Reproduce, with no changes, the line that contains "pub mod rate_limit;" and all the lines that come after it in the records.

┄┄┄┄┄┄┄┄┄┄

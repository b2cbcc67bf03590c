//! # Tabula Session - Stateful Layer for Paged Tabular Datasets
//!
//! Tabula Session keeps the server-side state behind a table viewer that lets
//! users upload CSV and Excel files, page through them, and ask an LLM to
//! analyze what they see. It leverages Apache Arrow for page reads and keeps
//! memory bounded no matter how many pages a client requests.
//!
//! ## Overview
//!
//! A [`SessionCoordinator`](session::SessionCoordinator) ties together:
//!
//! - **Dataset registry**: uploaded files are fingerprinted into a stable
//!   16-character id and served page by page.
//! - **Incremental statistics**: every page read is folded into a running
//!   per-column aggregate (sum, mean, min, max, distinct values) without
//!   retaining rows.
//! - **Analysis cache**: LLM answers are cached by provider, model and table
//!   content with a TTL and a hard entry cap.
//! - **Rate limiting**: a sliding window per client identity guards every request.
//! - **Sweeper**: a background task expires old datasets, cache entries and
//!   idle rate buckets.
//!
//! ## Quick Start
//!
//! ```rust,no_run
//! use std::sync::Arc;
//! use tabula_session::prelude::*;
//!
//! # async fn example() -> tabula_session::error::Result<()> {
//! let config = SessionConfig::from_env()?;
//! let coordinator = Arc::new(SessionCoordinator::new(
//!     config,
//!     Arc::new(FileTableReader::new()),
//!     Arc::new(OfflineClient),
//! )?);
//!
//! let (shutdown_tx, shutdown_rx) = tokio::sync::watch::channel(false);
//! let sweeper = Arc::clone(&coordinator).spawn_sweeper(shutdown_rx);
//!
//! let client = ClientRequest::new("203.0.113.7");
//! let handle = StorageHandle::new("/tmp/uploads/sales.csv")?.ephemeral();
//! let first = coordinator.upload(&client, handle, Some(500)).await?;
//! println!("{} rows over {} pages", first.total_rows, first.total_pages);
//!
//! let second = coordinator
//!     .fetch_page(&client, PageRequest::new(first.dataset_id.clone(), 2, 500))
//!     .await?;
//! println!("rows seen so far: {}", second.aggregate.rows_seen);
//!
//! shutdown_tx.send(true).ok();
//! sweeper.await.ok();
//! # Ok(())
//! # }
//! ```
//!
//! ## Logging
//!
//! All components log through `tracing`. Call
//! [`init_logging`](logging::setup::init_logging) once at startup, or install
//! your own subscriber.

pub mod cache;
pub mod clock;
pub mod config;
pub mod error;
pub mod llm;
pub mod logging;
pub mod prelude;
pub mod rate_limit;
pub mod registry;
pub mod security;
pub mod session;
pub mod sources;
pub mod stats;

┄┄┄┄┄┄┄┄┄┄

Your response>
pub mod rate_limit;
pub mod registry;
pub mod security;
pub mod session;
pub mod sources;
pub mod stats;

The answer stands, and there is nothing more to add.